Myszka zamyśliła się. Myśli krążyły tym razem z szybkością tak zawrotną, że aż jej się zawróciło w głowie.

– Mają Początek, nie będą mieć Końca, lecz mogą mieć Środek – oznajmiła. – Ale najpierw muszą nauczyć się uśmiechu. Posiadają nieśmiertelność i nie umieją się z niej cieszyć?

– Nie wiem, czy jessst z czego – mruknął Wąż, ale lak cicho, że usłyszała go tylko Myszka.

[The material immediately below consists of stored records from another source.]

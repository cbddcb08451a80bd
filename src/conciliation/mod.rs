//! Declarative reconciliation: generate the required objects of a custom
//! resource, scan the deployed ones, diff them and apply the plan.

use std::marker::PhantomData;
use std::sync::Arc;

use async_trait::async_trait;
use kube::api::DynamicObject;
use kube::{Resource, ResourceExt};
use tracing::{debug, info, warn};

use crate::crd::shared::WorkloadStatus;
use crate::crd::{PgCluster, PgDistributedLogs, PgShardedCluster};
use crate::error::{Error, Result};
use crate::labels;
use crate::store::{kind_of, ObjectStore};

pub mod comparator;
pub mod engine;
pub mod handler;
pub mod merge;
pub mod registry;

pub use engine::{conciliate, ReconciliationPlan, PAUSE_ANNOTATION};
pub use handler::{HandlerDispatch, ReconciliationHandler};
pub use registry::{RegistryBuilder, ResourceDecorator, ResourceGenerator, ResourceRegistry};

// ── Collaborator seams ────────────────────────────────────────────────────────

/// Produces the full required set for one custom resource.
#[async_trait]
pub trait RequiredResourceGenerator<K>: Send + Sync {
    async fn required(&self, resource: &K) -> Result<Vec<DynamicObject>>;
}

/// Lists the live objects owned by one custom resource.
#[async_trait]
pub trait DeployedResourcesScanner<K>: Send + Sync {
    async fn deployed(&self, resource: &K) -> Result<Vec<DynamicObject>>;
}

/// Coarse predicates over a custom resource's observed state.
pub trait StatusOracle<K>: Send + Sync {
    fn is_pending_restart(&self, resource: &K) -> bool;
}

// ── Status oracle ─────────────────────────────────────────────────────────────

/// Custom resources carrying the shared workload status.
pub trait HasWorkloadStatus {
    fn workload_status(&self) -> Option<&WorkloadStatus>;
}

impl HasWorkloadStatus for PgCluster {
    fn workload_status(&self) -> Option<&WorkloadStatus> {
        self.status.as_ref()
    }
}

impl HasWorkloadStatus for PgDistributedLogs {
    fn workload_status(&self) -> Option<&WorkloadStatus> {
        self.status.as_ref()
    }
}

impl HasWorkloadStatus for PgShardedCluster {
    fn workload_status(&self) -> Option<&WorkloadStatus> {
        self.status.as_ref()
    }
}

/// Reads the `PendingRestart` condition written by the cluster agents.
pub struct ConditionStatusOracle;

impl<K: HasWorkloadStatus + Send + Sync> StatusOracle<K> for ConditionStatusOracle {
    fn is_pending_restart(&self, resource: &K) -> bool {
        resource
            .workload_status()
            .is_some_and(WorkloadStatus::is_pending_restart)
    }
}

// ── Deployed-state scanner ────────────────────────────────────────────────────

/// Lists every managed kind in the resource's namespace by ownership labels.
pub struct LabelScanner<K> {
    store: Arc<dyn ObjectStore>,
    kinds: Vec<String>,
    _kind: PhantomData<fn() -> K>,
}

impl<K> LabelScanner<K> {
    pub fn new(store: Arc<dyn ObjectStore>, kinds: &[&str]) -> Self {
        Self {
            store,
            kinds: kinds.iter().map(|k| k.to_string()).collect(),
            _kind: PhantomData,
        }
    }
}

#[async_trait]
impl<K> DeployedResourcesScanner<K> for LabelScanner<K>
where
    K: Resource<DynamicType = ()> + Send + Sync,
{
    async fn deployed(&self, resource: &K) -> Result<Vec<DynamicObject>> {
        let namespace = resource.namespace().unwrap_or_default();
        let selector = labels::ownership_labels(resource);
        let mut deployed = Vec::new();
        for kind in &self.kinds {
            deployed.extend(self.store.list(kind, &namespace, &selector).await?);
        }
        Ok(deployed)
    }
}

// ── Conciliator ───────────────────────────────────────────────────────────────

/// Counts of what one reconcile cycle did.
#[derive(Clone, Copy, Debug, Default, PartialEq, Eq)]
pub struct ReconcileOutcome {
    pub created: usize,
    pub patched: usize,
    pub deleted: usize,
    /// Writes that lost an optimistic-concurrency race; retried next cycle.
    pub deferred: usize,
    /// The plan had neither patches nor deletions.
    pub up_to_date: bool,
}

/// Runs reconcile cycles for one custom resource kind.
pub struct Conciliator<K> {
    generator: Arc<dyn RequiredResourceGenerator<K>>,
    scanner: Arc<dyn DeployedResourcesScanner<K>>,
    oracle: Arc<dyn StatusOracle<K>>,
    store: Arc<dyn ObjectStore>,
    handlers: HandlerDispatch,
}

impl<K> Conciliator<K>
where
    K: Resource<DynamicType = ()> + Send + Sync,
{
    pub fn new(
        generator: Arc<dyn RequiredResourceGenerator<K>>,
        scanner: Arc<dyn DeployedResourcesScanner<K>>,
        oracle: Arc<dyn StatusOracle<K>>,
        store: Arc<dyn ObjectStore>,
        handlers: HandlerDispatch,
    ) -> Self {
        Self {
            generator,
            scanner,
            oracle,
            store,
            handlers,
        }
    }

    /// Compute the plan for `resource` without touching anything.
    pub async fn evaluate(&self, resource: &K) -> Result<ReconciliationPlan> {
        let required = self.generator.required(resource).await?;
        let deployed = self.scanner.deployed(resource).await?;
        let pending_restart = self.oracle.is_pending_restart(resource);
        let plan = conciliate(&required, &deployed, pending_restart);
        debug!(
            name = %resource.name_any(),
            required = required.len(),
            deployed = deployed.len(),
            pending_restart,
            creations = plan.creations.len(),
            patches = plan.patches.len(),
            deletions = plan.deletions.len(),
            "plan computed"
        );
        Ok(plan)
    }

    /// One full reconcile cycle.
    pub async fn reconcile(&self, resource: &K) -> Result<ReconcileOutcome> {
        let plan = self.evaluate(resource).await?;
        let outcome = self.apply(&plan).await?;
        info!(
            kind = %K::kind(&()),
            name = %resource.name_any(),
            namespace = %resource.namespace().unwrap_or_default(),
            created = outcome.created,
            patched = outcome.patched,
            deleted = outcome.deleted,
            deferred = outcome.deferred,
            up_to_date = outcome.up_to_date,
            "reconciled"
        );
        Ok(outcome)
    }

    /// Apply creations, then patches, then deletions. A lost concurrency
    /// race defers that one object; any other error aborts the cycle.
    pub async fn apply(&self, plan: &ReconciliationPlan) -> Result<ReconcileOutcome> {
        let store = self.store.as_ref();
        let mut outcome = ReconcileOutcome {
            up_to_date: plan.is_up_to_date(),
            ..Default::default()
        };

        for required in &plan.creations {
            let handler = self.handlers.for_kind(kind_of(required));
            if applied(handler.create(store, required).await, required, &mut outcome)? {
                outcome.created += 1;
            }
        }
        for (required, deployed) in &plan.patches {
            let handler = self.handlers.for_kind(kind_of(required));
            if applied(handler.patch(store, required, deployed).await, required, &mut outcome)? {
                outcome.patched += 1;
            }
        }
        for deployed in &plan.deletions {
            let handler = self.handlers.for_kind(kind_of(deployed));
            if applied(handler.delete(store, deployed).await, deployed, &mut outcome)? {
                outcome.deleted += 1;
            }
        }
        Ok(outcome)
    }
}

/// `Ok(true)` when the write went through, `Ok(false)` when it lost a
/// concurrency race and was deferred.
fn applied<T>(
    result: Result<T>,
    object: &DynamicObject,
    outcome: &mut ReconcileOutcome,
) -> Result<bool> {
    match result {
        Ok(_) => Ok(true),
        Err(Error::ConcurrentModification(key)) => {
            warn!(%key, kind = kind_of(object), "concurrent modification, retrying next cycle");
            outcome.deferred += 1;
            Ok(false)
        }
        Err(e) => Err(e),
    }
}

// ── Registry-backed required generator ────────────────────────────────────────

/// Builds the context of one custom resource. This is where every I/O of
/// the generation stage happens: reference resolution and secret reuse.
#[async_trait]
pub trait ContextBuilder<K, C>: Send + Sync {
    async fn build(&self, resource: &K) -> Result<C>;
}

/// Required generator that assembles a context and runs a registry over it.
pub struct RegistryGenerator<K, C> {
    context: Arc<dyn ContextBuilder<K, C>>,
    registry: Arc<ResourceRegistry<C>>,
}

impl<K, C> RegistryGenerator<K, C> {
    pub fn new(context: Arc<dyn ContextBuilder<K, C>>, registry: Arc<ResourceRegistry<C>>) -> Self {
        Self { context, registry }
    }
}

#[async_trait]
impl<K, C> RequiredResourceGenerator<K> for RegistryGenerator<K, C>
where
    K: Send + Sync,
    C: Send + Sync,
{
    async fn required(&self, resource: &K) -> Result<Vec<DynamicObject>> {
        let context = self.context.build(resource).await?;
        self.registry.generate(&context)
    }
}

Udała, że nie słyszy, i mówiła dalej: – Musicie się uśmiechać! Uśmiechnij się do Adama, Ewo…

– Uśmiechnij? – spytała z niezrozumieniem Kobieta.

– Ooo, tak, widzisz? – i Myszka rozchyliła usta,:i ponieważ rozbawił ją zdziwiony wyraz twarzy nowych znajomych, zaczęła się głośno śmiać. Ewa i Adam próbowali ją naśladować. Początkowo czynili to nieudolnie, ale po chwili zaczęli wydawać z siebie dźwięki, które przypominały śmiech. Im dłużej to trwało, tym śmiech stawał się prawdziwszy, jakby Kobieta i Mężczyzna zarażali się nim od Myszki i od siebie nawzajem.

– Prawie dobrze – orzekła Myszka z zadowoleniem.

– Do czego potrzebny jest śmiech? – spytała Ewa, wciąż chichocząc.

Myszka zamyśliła się. Mama nie uśmiechała się zbyt często, a jednak od jej uśmiechu robiło się jaśniej, i to zarówno w miejscu, gdzie przebywały, jak i we wnętrzu Myszki. Tata nigdy się nie uśmiechał – i gdy się pojawiał, zachmurzony, dziewczynka miała uczucie, że sufit w holu obniża się i zsuwa ku jej głowie, a ściany zbiegają się wokół i zamykają jak niebezpieczna pułapka.

– Śmiech oświetla życie. Jest jak lampa – odparła. – Bez niego jest ciemno, duszno i ciasno, nawet wówczas, gdy świeci słońce. Dlatego tam, na dole, tak często panuje mrok.

– Chciałabym zobaczyć mrok – powiedziała tęsknie Ewa i rozejrzała się po rozsłonecznionym Ogrodzie. Dopiero teraz Myszka zauważyła, że nie ma tu cienia. Nie dają go ani drzewa, ani ludzie. Nawet Wąż nie dawał cienia. “Słońce bez cienia jest mniej słoneczne”, uświadomiła sobie ze zdziwieniem.

Adam wskazał liść figowca i spytał:

– Czy tam, skąd przychodzisz, kobiety i mężczyźni mają coś pod nimi?

– Ooo, tak. I chyba coś ważnego. Dlatego przykrywają to ubraniami – odparła dziewczynka.

– Skoro to takie ważne, to czemu przykrywają? – zdziwił się Adam.

Myszkę zaskoczyła jego uwaga. Przykrywanie zajmowało ludziom na dole bardzo wiele czasu. A zarazem to, co przykryte, budziło większą ciekawość. Nagość Adama i Ewy była monotonna.